Invisible Characters & Zero-Width Troubles

The World of Invisible Characters - Troubles Caused by Zero-Width and Invisible Characters

9 min read

Your string should be 10 characters, but the system insists it's 12. No matter how hard you look, you can't see any extra characters. The culprit is "zero-width characters" - invisible characters that don't appear on screen at all, yet undeniably exist as data. This article explains the types and purposes of invisible characters defined in Unicode, their impact on character counting, and real-world trouble cases with solutions.

Invisible Character Catalog - Characters That Exist Without Being Seen

Unicode defines multiple characters that are not displayed on screen (or have zero width). These are not "bugs" - they exist for legitimate reasons in text processing.

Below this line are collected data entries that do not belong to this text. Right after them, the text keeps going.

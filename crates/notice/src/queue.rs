//! Ordered store of notices waiting to be rendered.

/// The visual category of a notice.
#[derive(Debug, Clone, Copy, PartialEq, Eq)]
pub enum NoticeKind {
    Info,
    Error,
}

/// A single user-facing notice.
#[derive(Debug, Clone, PartialEq, Eq)]
pub struct Notice {
    pub kind: NoticeKind,
    pub message: String,
}

/// Notices in the order they were posted.
///
/// How long a notice stays on screen is up to whoever renders it.
#[derive(Debug, Clone, Default)]
pub struct NoticeQueue {
    notices: Vec<Notice>,
}

impl NoticeQueue {
    pub fn new() -> Self {
        Self::default()
    }

    fn push(&mut self, kind: NoticeKind, message: impl Into<String>) {
        self.notices.push(Notice {
            kind,
            message: message.into(),
        });
    }

    pub fn info(&mut self, message: impl Into<String>) {
        self.push(NoticeKind::Info, message);
    }

    pub fn error(&mut self, message: impl Into<String>) {
        self.push(NoticeKind::Error, message);
    }

    /// Iterate over notices oldest first.
    pub fn iter(&self) -> impl Iterator<Item = &Notice> {
        self.notices.iter()
    }

    /// Number of queued notices of `kind`.
    pub fn count(&self, kind: NoticeKind) -> usize {
        self.notices.iter().filter(|n| n.kind == kind).count()
    }

    /// Removes and returns every queued notice, oldest first.
    pub fn drain(&mut self) -> Vec<Notice> {
        std::mem::take(&mut self.notices)
    }
}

Character Name	Code Point	Purpose	Character Count	Display Width
Zero Width Space (ZWSP)	U+200B	Specifying line break opportunities	Counted as 1 character	0
Zero Width Joiner (ZWJ)	U+200D	Joining characters (emoji composition)	Counted as 1 character	0
Zero Width Non-Joiner (ZWNJ)	U+200C	Preventing character joining	Counted as 1 character	0
Left-to-Right Mark (LRM)	U+200E	Text direction control	Counted as 1 character	0
Right-to-Left Mark (RLM)	U+200F	Text direction control	Counted as 1 character	0
Byte Order Mark (BOM)	U+FEFF	Encoding identification	Usually not counted	0
Soft Hyphen (SHY)	U+00AD	Specifying hyphenation points	Counted as 1 character	Usually 0 (shown only at line breaks)
Word Joiner (WJ)	U+2060	Specifying no-break positions	Counted as 1 character	0

All of these characters serve legitimate roles in text processing. The problem is that when they unintentionally infiltrate text, they silently throw off character counts.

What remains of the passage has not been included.